Retype, character for character, the line containing "let status = err.status_line();" along with each line after it through the end of the data, and only those.

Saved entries

- - - - -

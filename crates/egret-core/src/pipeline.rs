//! End-to-end runs: compile, analyse, interpret, classify.
//!
//! [`check`] validates the engine's alert text for a pattern; [`generate`]
//! additionally classifies the engine's candidate strings together with any
//! user-supplied strings and, when asked, tabulates capture groups.
//!
//! A run that cannot proceed (the pattern does not compile, or the engine
//! reports an `ERROR` status) ends in [`RunOutcome::Failed`] carrying the one
//! status line to show. Failing to drive the engine at all is an error.

use serde::Serialize;
use tracing::{debug, info};

use crate::classify::{Classification, classify};
use crate::engine::{
    AnalysisEngine, DEFAULT_BASE_SUBSTRING, ERROR_PREFIX, EngineMode, EngineOutput, EngineRequest,
};
use crate::error::{CoreError, PatternError};
use crate::groups::{GroupExtraction, GroupSelection, extract_groups};
use crate::pattern::{Pattern, Verdict};
use crate::report::{AlertReport, InterpreterOptions, ReportInterpreter};

const PIPELINE_TARGET: &str = "egret_core::pipeline";

/// Knobs shared by both kinds of run.
#[derive(Debug, Clone, PartialEq, Eq)]
pub struct RunOptions {
    /// Keep and annotate report lines that fail validation.
    pub warn: bool,
    /// Seed substring for generated strings.
    pub base_substring: String,
    /// Ask the engine for debugging output.
    pub debug: bool,
    /// Ask the engine for statistics.
    pub stats: bool,
    /// Tabulate capture groups of the matching strings.
    pub groups: Option<GroupSelection>,
}

impl Default for RunOptions {
    fn default() -> Self {
        Self {
            warn: false,
            base_substring: String::from(DEFAULT_BASE_SUBSTRING),
            debug: false,
            stats: false,
            groups: None,
        }
    }
}

impl RunOptions {
    fn request(&self, pattern: &str, mode: EngineMode) -> EngineRequest {
        EngineRequest::new(pattern, mode)
            .with_base_substring(self.base_substring.as_str())
            .with_diagnostics(self.debug, self.stats)
    }

    const fn interpreter_options(&self) -> InterpreterOptions {
        InterpreterOptions::with_warn(self.warn)
    }
}

/// Result of a run that was driven to completion.
#[derive(Debug, Clone, PartialEq, Eq, Serialize)]
#[serde(tag = "outcome", rename_all = "snake_case")]
pub enum RunOutcome<T> {
    /// The run stopped early; `status` is the only line to report.
    Failed {
        /// The status line.
        status: String,
    },
    /// The run completed.
    Completed(T),
}

impl<T> RunOutcome<T> {
    /// Returns `true` for [`RunOutcome::Failed`].
    #[must_use]
    pub const fn is_failed(&self) -> bool {
        matches!(self, Self::Failed { .. })
    }
}

/// Everything a generate run produces.
#[derive(Debug, Clone, PartialEq, Eq, Serialize)]
pub struct GenerateReport {
    /// Interpreted alert text.
    pub alerts: AlertReport,
    /// Matching and non-matching strings.
    pub classification: Classification,
    /// Capture-group table, present when groups were requested.
    #[serde(skip_serializing_if = "Option::is_none")]
    pub groups: Option<GroupExtraction>,
}

/// Checks `source` and returns its interpreted alert report.
///
/// # Errors
///
/// Returns [`CoreError::Engine`] when the engine cannot be driven.
pub fn check<E>(
    engine: &E,
    source: &str,
    options: &RunOptions,
) -> Result<RunOutcome<AlertReport>, CoreError>
where
    E: AnalysisEngine + ?Sized,
{
    debug!(target: PIPELINE_TARGET, pattern = source, "checking pattern");
    let pattern = match Pattern::compile(source) {
        Ok(pattern) => pattern,
        Err(err) => return Ok(compile_failure(&err)),
    };

    let lines = engine.run(&options.request(source, EngineMode::Check))?;
    if let Some(status) = lines.first().filter(|line| line.starts_with(ERROR_PREFIX)) {
        info!(target: PIPELINE_TARGET, status = %status, "engine reported an error");
        return Ok(RunOutcome::Failed {
            status: status.clone(),
        });
    }

    let interpreter = ReportInterpreter::new(&pattern, options.interpreter_options());
    Ok(RunOutcome::Completed(interpreter.interpret(lines.as_slice())))
}

/// Generates strings for `source` and classifies them together with
/// `user_strings`.
///
/// # Errors
///
/// Returns [`CoreError::Engine`] when the engine cannot be driven or
/// produces no output, and [`CoreError::NotAMatch`] if group extraction
/// meets a string that no longer matches.
pub fn generate<E, U>(
    engine: &E,
    source: &str,
    options: &RunOptions,
    user_strings: U,
) -> Result<RunOutcome<GenerateReport>, CoreError>
where
    E: AnalysisEngine + ?Sized,
    U: IntoIterator,
    U::Item: Into<String>,
{
    debug!(target: PIPELINE_TARGET, pattern = source, "generating strings");
    let pattern = match Pattern::compile(source) {
        Ok(pattern) => pattern,
        Err(err) => return Ok(compile_failure(&err)),
    };

    let lines = engine.run(&options.request(source, EngineMode::Generate))?;
    let (alert_lines, candidates) = match EngineOutput::parse(lines)? {
        EngineOutput::Failed(status) => {
            info!(target: PIPELINE_TARGET, status = %status, "engine reported an error");
            return Ok(RunOutcome::Failed { status });
        }
        EngineOutput::Completed { alerts, candidates } => (alerts, candidates),
    };

    let interpreter = ReportInterpreter::new(&pattern, options.interpreter_options());
    let alerts = interpreter.interpret(alert_lines.as_slice());
    let classification = classify(&pattern, candidates, user_strings);
    let groups = options
        .groups
        .map(|selection| extract_groups(&pattern, classification.matches(), selection))
        .transpose()?;

    info!(
        target: PIPELINE_TARGET,
        matches = classification.matches().len(),
        non_matches = classification.non_matches().len(),
        "generate run completed"
    );
    Ok(RunOutcome::Completed(GenerateReport {
        alerts,
        classification,
        groups,
    }))
}

/// The verdict for one user-supplied string.
#[derive(Debug, Clone, PartialEq, Eq, Serialize)]
pub struct StringVerdict {
    /// The tested string.
    pub candidate: String,
    /// Whether the whole string matches.
    pub verdict: Verdict,
}

/// Tests a single string against `source` without consulting the engine.
#[must_use]
pub fn test_string(source: &str, candidate: &str) -> RunOutcome<StringVerdict> {
    match Pattern::compile(source) {
        Ok(pattern) => RunOutcome::Completed(StringVerdict {
            candidate: candidate.to_owned(),
            verdict: pattern.verdict(candidate),
        }),
        Err(err) => compile_failure(&err),
    }
}

fn compile_failure<T>(err: &PatternError) -> RunOutcome<T> {
    let status = err.status_line();
    info!(target: PIPELINE_TARGET, status = %status, "pattern did not compile");
    RunOutcome::Failed { status }
}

- - - - -

■ **Written solution**:
    let status = err.status_line();
    info!(target: PIPELINE_TARGET, status = %status, "pattern did not compile");
    RunOutcome::Failed { status }
}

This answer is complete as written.